AMITYVILLE, N.Y., Apr 7, 2005 (CCNMatthews via COMTEX) -- Technology Flavors & Fragrances, Inc. (AMEX:TFF), today announced that the definitive merger agreement with FFG Industries, Inc. ("FFG") was executed on April 1, 2005 relative to FFG's tender offer for all issued and outstanding TFF common stock for $1.55 per share in cash, followed by a merger of TFF into FFG.

TFF shareholders should read carefully the tender offer statement when it becomes available because it will contain important information about the transaction. When the tender offer statement and other related documents have been filed with the Securities and Exchange Commission, they may be obtained free of charge from the SEC's web site at or from FFG.

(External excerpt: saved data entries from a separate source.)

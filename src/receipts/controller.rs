use std::sync::Arc;

use axum::{
    extract::{Path, State},
    http::StatusCode,
    Json,
};
use validator::Validate;

use crate::{
    app::models::{api_error::ApiError, from_request::QueryFromRequest},
    AppState,
};

use super::{dtos::get_receipts_filter_dto::GetReceiptsFilterDto, models::receipt::Receipt, service};

pub async fn get_receipts(
    State(state): State<Arc<AppState>>,
    QueryFromRequest(dto): QueryFromRequest<GetReceiptsFilterDto>,
) -> Result<Json<Vec<Receipt>>, ApiError> {
    match dto.validate() {
        Ok(_) => match service::get_receipts(&dto, &state.pool).await {
            Ok(receipts) => Ok(Json(receipts)),
            Err(e) => Err(e),
        },
        Err(e) => Err(ApiError {
            code: StatusCode::BAD_REQUEST,
            message: e.to_string(),
        }),
    }
}

pub async fn get_receipt_by_hash(
    State(state): State<Arc<AppState>>,
    Path(hash): Path<String>,
) -> Result<Json<Receipt>, ApiError> {
    match service::get_receipt_by_hash(&hash, &state.pool).await {
        Ok(receipt) => Ok(Json(receipt)),
        Err(e) => Err(e),
    }
}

About Technology Flavors & Fragrances, Inc.

TFF creates, develops, manufactures and markets flavors and fragrances which are incorporated into a wide variety of consumer and institutional products, including natural and artificial flavored beverages, confections, foods, pharmaceuticals, aromatherapy products, perfumes and health and beauty products. TFF maintains facilities in Amityville, New York; Inglewood, California; Toronto, Canada; and Santiago, Chile. TFF is publicly traded on the AMEX under the symbol "TFF."

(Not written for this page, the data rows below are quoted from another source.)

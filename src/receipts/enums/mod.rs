pub mod receipt_type;
use std::sync::Arc;

use axum::{
    extract::State,
    http::StatusCode,
    response::{IntoResponse, Response},
    Json,
};
use validator::Validate;

use crate::{
    app::{
        models::{api_error::ApiError, from_request::QueryFromRequest},
        templates, util,
    },
    AppState,
};

use super::{
    dtos::get_rankings_dto::GetRankingsDto, models::node_ranking::NodeRanking,
    templates::rankings_template,
};

async fn get_top_rankings(state: &AppState, top: usize) -> Result<Vec<NodeRanking>, ApiError> {
    let now = util::time::current_time_in_secs() as i64;
    state.rankings.top(top, now, &state.pool).await
}

pub async fn get_rankings(
    State(state): State<Arc<AppState>>,
    QueryFromRequest(dto): QueryFromRequest<GetRankingsDto>,
) -> Result<Json<Vec<NodeRanking>>, ApiError> {
    match dto.validate() {
        Ok(_) => match get_top_rankings(&state, dto.top()).await {
            Ok(rankings) => Ok(Json(rankings)),
            Err(e) => Err(e),
        },
        Err(e) => Err(ApiError {
            code: StatusCode::BAD_REQUEST,
            message: e.to_string(),
        }),
    }
}

pub async fn get_rankings_page(
    State(state): State<Arc<AppState>>,
    QueryFromRequest(dto): QueryFromRequest<GetRankingsDto>,
) -> Response {
    if let Err(e) = dto.validate() {
        return ApiError {
            code: StatusCode::BAD_REQUEST,
            message: e.to_string(),
        }
        .into_response();
    }

    match get_top_rankings(&state, dto.top()).await {
        Ok(rankings) => templates::render(
            &state,
            StatusCode::OK,
            &format!("Top {} Nodes by Average Uptime", dto.top()),
            &rankings_template(&rankings),
        ),
        Err(e) => e.into_response(),
    }
}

About FFG Industries, Inc.

FFG Industries, Inc., a private company formed in partnership between management and Nautic Partners, LLC, is a manufacturer of flavor and fragrance ingredients used in a variety of end products, the majority of which are used in the food, beverage, home environment and personal care industries. FFG maintains facilities in Upper Saddle River and Branchburg, New Jersey, Rancho Santa Margarita, California, Columbus, Indiana and Canton, Georgia.

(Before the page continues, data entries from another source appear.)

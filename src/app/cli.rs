use std::{path::PathBuf, time::Duration};

use clap::{Parser, Subcommand};

use super::{config::Config, envy::Envy};

#[derive(Debug, Parser)]
#[command(name = "peppermint", version, about = "Browse ThreeFold minting receipts")]
pub struct Cli {
    /// Receipts database file, overrides DB_PATH.
    #[arg(long, global = true)]
    pub db_path: Option<PathBuf>,

    #[command(subcommand)]
    pub command: Command,
}

#[derive(Debug, Subcommand)]
pub enum Command {
    /// Serve the receipts browser over HTTP.
    Serve {
        #[arg(long)]
        host: Option<String>,
        #[arg(long)]
        port: Option<u16>,
        /// Reload open pages when the server restarts.
        #[arg(long)]
        live_reload: bool,
    },
    /// Poll the minting API for new receipts, forever.
    Poll {
        /// Node to poll in addition to the ones already stored. Repeatable.
        #[arg(long = "node")]
        nodes: Vec<u32>,
        /// Seconds between polling cycles.
        #[arg(long)]
        interval: Option<u64>,
        /// Run a single cycle and exit.
        #[arg(long)]
        once: bool,
    },
    /// Fetch and store the receipts of one node.
    Fetch {
        node_id: u32,
        /// Fetch even if the stored receipts are still current.
        #[arg(long)]
        force: bool,
    },
    /// Print one receipt, fetching it if it is not stored yet.
    Receipt { hash: String },
    /// Print nodes ranked by average uptime.
    Rank {
        #[arg(long, default_value_t = 50)]
        top: usize,
    },
}

impl Cli {
    /// Resolves the effective configuration: flags win over the environment.
    pub fn config(&self, envy: Envy) -> Config {
        let mut config = Config::from_envy(envy);

        if let Some(db_path) = &self.db_path {
            config.db_path = db_path.to_owned();
        }

        match &self.command {
            Command::Serve {
                host,
                port,
                live_reload,
            } => {
                if let Some(host) = host {
                    config.host = host.to_string();
                }
                if let Some(port) = port {
                    config.port = *port;
                }
                if *live_reload {
                    config.live_reload = true;
                }
            }
            Command::Poll {
                nodes, interval, ..
            } => {
                config.node_ids.extend(nodes.iter().copied());
                config.node_ids.sort_unstable();
                config.node_ids.dedup();

                if let Some(interval) = interval {
                    config.poll_interval = Duration::from_secs((*interval).max(1));
                }
            }
            _ => {}
        }

        config
    }
}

Certain statements made herein, including without limitation, statements containing the words "believes," "anticipates," "may," "intends," "expects," and words of similar import constitute "forward-looking" statements within the meaning of the Private Securities Litigation Reform Act of 1995. Such statements involve known and unknown risks, uncertainties, and other factors, which may cause actual company results to differ materially from expectations. Such factors include the following: i) technological, manufacturing, quality control or other circumstances which could delay the sale or shipment of products; ii) economic, business, and competitive conditions in the industry and technological innovations which could affect the company's business; and iii) the company's ability to protect its trade secrets or other proprietary rights, operate without infringing upon the proprietary rights of others and prevent others from infringing on the proprietary rights of the company. Certain of these factors are discussed in more detail in the company's Annual Report on Form 10-KSB for the year ended December 31, 2004. Our forward-looking statements speak only as to the date hereof and we do not undertake any obligation to update any forward-looking statements for any reason, even if new information becomes available or other events occur in the future.